**Required action**
Taking the listing below line by line, tally those that contain the string "Duration". Give the total alone.

**Provided records**
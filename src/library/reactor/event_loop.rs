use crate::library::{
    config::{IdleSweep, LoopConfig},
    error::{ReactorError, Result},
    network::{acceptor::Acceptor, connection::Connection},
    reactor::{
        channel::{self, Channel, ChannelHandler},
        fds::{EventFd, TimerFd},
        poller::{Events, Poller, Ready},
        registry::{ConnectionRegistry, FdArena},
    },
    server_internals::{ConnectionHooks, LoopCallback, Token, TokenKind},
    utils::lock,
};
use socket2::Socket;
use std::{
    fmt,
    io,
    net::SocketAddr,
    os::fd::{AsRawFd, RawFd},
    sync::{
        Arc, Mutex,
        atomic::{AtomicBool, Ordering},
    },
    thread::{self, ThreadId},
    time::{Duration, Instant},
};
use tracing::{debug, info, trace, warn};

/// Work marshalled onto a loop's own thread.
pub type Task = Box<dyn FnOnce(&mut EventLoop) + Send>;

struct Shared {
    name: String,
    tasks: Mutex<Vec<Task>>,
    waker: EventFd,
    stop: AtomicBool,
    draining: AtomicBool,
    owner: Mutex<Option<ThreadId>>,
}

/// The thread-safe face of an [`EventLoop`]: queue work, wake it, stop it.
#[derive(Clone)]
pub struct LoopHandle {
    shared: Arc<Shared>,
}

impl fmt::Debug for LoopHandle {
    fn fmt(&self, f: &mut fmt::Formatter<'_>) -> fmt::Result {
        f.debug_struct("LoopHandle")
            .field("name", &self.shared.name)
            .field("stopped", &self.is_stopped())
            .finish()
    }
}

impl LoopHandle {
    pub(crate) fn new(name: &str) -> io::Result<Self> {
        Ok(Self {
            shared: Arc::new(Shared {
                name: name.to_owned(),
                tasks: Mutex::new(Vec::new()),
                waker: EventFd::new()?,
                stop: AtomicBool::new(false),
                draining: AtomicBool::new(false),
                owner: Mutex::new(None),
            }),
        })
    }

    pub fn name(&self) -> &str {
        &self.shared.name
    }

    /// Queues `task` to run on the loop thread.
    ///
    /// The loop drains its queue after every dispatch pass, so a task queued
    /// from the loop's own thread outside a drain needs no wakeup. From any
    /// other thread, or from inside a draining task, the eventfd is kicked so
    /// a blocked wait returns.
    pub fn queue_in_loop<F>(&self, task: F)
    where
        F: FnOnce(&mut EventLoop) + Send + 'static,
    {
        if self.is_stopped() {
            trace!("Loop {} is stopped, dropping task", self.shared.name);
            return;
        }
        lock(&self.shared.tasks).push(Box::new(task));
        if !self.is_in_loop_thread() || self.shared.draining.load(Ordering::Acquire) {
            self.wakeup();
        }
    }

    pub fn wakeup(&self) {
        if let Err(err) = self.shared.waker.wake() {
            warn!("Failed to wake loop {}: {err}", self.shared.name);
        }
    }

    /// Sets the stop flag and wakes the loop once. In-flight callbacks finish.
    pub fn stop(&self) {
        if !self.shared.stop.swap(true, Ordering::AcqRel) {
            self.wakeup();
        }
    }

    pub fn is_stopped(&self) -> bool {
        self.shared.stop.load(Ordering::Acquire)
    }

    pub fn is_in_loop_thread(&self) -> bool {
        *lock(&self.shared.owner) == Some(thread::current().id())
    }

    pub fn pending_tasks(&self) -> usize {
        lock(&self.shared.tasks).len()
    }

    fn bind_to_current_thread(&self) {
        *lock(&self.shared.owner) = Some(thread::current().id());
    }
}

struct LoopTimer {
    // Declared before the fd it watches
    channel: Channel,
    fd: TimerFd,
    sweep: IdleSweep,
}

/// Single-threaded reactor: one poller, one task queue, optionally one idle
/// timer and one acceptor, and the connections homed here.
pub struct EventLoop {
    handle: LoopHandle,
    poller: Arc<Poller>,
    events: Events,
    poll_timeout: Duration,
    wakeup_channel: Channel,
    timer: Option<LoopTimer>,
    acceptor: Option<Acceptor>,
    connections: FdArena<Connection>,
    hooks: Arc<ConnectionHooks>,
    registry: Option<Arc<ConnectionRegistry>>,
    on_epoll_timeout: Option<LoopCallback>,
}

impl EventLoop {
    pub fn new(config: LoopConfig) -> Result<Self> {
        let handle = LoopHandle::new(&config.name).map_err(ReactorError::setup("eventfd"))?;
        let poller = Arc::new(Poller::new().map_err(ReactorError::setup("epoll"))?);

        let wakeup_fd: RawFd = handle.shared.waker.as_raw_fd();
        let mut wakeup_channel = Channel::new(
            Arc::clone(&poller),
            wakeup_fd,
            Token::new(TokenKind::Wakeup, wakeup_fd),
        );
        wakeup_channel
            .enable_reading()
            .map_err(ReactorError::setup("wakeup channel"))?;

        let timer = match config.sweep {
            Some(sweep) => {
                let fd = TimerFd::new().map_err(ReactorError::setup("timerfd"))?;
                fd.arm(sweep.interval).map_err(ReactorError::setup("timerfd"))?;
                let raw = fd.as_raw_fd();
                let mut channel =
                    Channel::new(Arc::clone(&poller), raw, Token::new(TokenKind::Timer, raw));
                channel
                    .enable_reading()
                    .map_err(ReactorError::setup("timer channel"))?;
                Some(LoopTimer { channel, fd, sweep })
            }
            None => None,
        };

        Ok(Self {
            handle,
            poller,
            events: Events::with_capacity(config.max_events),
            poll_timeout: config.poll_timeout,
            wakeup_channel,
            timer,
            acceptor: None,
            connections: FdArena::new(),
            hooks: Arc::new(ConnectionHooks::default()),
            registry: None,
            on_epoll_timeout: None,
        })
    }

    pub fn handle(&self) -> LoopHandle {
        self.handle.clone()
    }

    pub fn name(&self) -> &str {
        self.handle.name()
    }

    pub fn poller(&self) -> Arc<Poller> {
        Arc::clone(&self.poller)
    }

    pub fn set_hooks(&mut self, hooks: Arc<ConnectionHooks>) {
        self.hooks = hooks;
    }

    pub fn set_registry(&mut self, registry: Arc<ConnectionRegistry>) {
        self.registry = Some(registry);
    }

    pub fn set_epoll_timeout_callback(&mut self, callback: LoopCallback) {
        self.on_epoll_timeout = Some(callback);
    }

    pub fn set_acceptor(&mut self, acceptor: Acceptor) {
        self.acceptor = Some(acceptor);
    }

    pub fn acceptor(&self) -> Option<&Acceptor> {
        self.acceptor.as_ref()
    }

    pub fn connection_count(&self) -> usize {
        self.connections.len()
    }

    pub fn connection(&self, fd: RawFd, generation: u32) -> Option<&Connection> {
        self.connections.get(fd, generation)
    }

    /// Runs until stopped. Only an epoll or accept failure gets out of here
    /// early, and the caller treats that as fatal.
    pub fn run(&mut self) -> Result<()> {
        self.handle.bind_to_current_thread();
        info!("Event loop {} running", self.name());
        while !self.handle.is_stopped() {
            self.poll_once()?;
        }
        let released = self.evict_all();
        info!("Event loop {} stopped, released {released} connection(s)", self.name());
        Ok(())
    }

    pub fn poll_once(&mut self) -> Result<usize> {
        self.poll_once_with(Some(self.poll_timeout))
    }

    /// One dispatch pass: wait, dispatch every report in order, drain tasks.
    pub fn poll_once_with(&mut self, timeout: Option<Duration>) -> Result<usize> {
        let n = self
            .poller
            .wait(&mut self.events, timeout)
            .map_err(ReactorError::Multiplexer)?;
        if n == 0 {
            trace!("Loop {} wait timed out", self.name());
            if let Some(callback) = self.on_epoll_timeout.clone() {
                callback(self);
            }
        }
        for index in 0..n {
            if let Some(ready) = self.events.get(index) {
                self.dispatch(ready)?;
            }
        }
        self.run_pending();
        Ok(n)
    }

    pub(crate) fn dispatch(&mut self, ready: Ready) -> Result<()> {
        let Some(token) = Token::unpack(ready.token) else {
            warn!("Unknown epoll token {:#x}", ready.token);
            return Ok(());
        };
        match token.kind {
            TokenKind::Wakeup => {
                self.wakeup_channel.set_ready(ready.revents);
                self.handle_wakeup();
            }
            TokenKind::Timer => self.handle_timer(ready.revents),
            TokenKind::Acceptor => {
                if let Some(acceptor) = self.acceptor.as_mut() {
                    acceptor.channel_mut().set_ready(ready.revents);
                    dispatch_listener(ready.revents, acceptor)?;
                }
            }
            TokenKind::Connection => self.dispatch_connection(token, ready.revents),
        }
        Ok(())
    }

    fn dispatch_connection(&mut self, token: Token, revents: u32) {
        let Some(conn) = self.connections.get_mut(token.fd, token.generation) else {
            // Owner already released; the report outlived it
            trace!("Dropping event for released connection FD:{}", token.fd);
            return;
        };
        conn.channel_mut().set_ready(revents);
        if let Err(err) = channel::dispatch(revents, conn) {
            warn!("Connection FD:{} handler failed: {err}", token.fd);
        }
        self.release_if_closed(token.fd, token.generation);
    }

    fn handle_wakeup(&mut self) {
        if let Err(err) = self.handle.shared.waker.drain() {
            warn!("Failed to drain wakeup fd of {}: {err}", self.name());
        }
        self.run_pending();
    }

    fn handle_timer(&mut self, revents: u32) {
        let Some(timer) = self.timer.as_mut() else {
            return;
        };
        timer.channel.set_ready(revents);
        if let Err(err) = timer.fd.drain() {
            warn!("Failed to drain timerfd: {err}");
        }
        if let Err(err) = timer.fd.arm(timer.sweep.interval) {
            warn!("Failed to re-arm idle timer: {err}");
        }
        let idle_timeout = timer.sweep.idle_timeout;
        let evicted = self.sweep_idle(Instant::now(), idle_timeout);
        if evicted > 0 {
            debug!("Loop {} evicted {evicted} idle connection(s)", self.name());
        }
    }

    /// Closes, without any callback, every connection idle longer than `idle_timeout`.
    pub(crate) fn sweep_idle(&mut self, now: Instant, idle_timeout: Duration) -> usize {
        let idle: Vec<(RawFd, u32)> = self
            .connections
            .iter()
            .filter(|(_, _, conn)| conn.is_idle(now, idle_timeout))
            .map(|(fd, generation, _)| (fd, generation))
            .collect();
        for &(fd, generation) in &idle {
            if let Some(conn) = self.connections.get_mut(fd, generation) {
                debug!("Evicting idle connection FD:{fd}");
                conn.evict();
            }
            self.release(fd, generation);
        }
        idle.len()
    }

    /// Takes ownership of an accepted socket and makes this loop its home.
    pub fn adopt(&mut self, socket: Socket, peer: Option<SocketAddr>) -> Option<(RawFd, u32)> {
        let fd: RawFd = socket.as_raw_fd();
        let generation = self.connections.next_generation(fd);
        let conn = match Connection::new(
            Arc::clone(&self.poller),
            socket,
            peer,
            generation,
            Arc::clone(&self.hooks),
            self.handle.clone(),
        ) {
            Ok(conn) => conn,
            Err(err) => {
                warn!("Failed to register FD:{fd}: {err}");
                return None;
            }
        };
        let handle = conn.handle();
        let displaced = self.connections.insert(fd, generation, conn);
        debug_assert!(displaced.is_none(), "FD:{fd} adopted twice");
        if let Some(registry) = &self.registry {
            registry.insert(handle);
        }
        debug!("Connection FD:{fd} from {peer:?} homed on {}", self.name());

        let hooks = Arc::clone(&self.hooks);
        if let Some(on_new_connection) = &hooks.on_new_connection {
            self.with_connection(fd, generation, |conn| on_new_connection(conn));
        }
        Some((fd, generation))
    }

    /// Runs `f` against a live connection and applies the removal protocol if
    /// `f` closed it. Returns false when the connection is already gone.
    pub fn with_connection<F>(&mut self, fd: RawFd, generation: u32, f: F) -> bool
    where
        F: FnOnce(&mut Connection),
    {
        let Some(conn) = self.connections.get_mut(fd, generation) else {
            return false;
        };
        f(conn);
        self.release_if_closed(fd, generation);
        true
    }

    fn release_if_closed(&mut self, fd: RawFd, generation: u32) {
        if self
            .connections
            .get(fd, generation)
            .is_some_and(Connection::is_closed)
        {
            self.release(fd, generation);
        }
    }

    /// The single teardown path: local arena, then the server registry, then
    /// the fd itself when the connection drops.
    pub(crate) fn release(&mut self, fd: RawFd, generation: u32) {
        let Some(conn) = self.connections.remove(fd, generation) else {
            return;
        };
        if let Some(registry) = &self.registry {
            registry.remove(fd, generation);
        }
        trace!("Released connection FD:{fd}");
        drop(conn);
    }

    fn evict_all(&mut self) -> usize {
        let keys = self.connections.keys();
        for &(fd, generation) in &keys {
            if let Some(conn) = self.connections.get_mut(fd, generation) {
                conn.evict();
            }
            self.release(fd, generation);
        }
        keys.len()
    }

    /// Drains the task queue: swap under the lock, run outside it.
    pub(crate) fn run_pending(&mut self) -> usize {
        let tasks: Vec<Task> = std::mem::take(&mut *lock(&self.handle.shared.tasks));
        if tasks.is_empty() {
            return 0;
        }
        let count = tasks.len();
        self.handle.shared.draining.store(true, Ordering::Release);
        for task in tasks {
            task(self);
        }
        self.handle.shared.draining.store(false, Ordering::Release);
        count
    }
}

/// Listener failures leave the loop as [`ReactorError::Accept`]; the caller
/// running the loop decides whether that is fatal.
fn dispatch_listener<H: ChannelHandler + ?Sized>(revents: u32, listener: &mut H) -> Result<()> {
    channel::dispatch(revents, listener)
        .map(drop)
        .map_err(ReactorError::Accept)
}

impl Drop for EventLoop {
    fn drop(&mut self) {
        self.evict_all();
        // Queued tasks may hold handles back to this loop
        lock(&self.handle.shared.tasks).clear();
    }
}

**Written answer**
4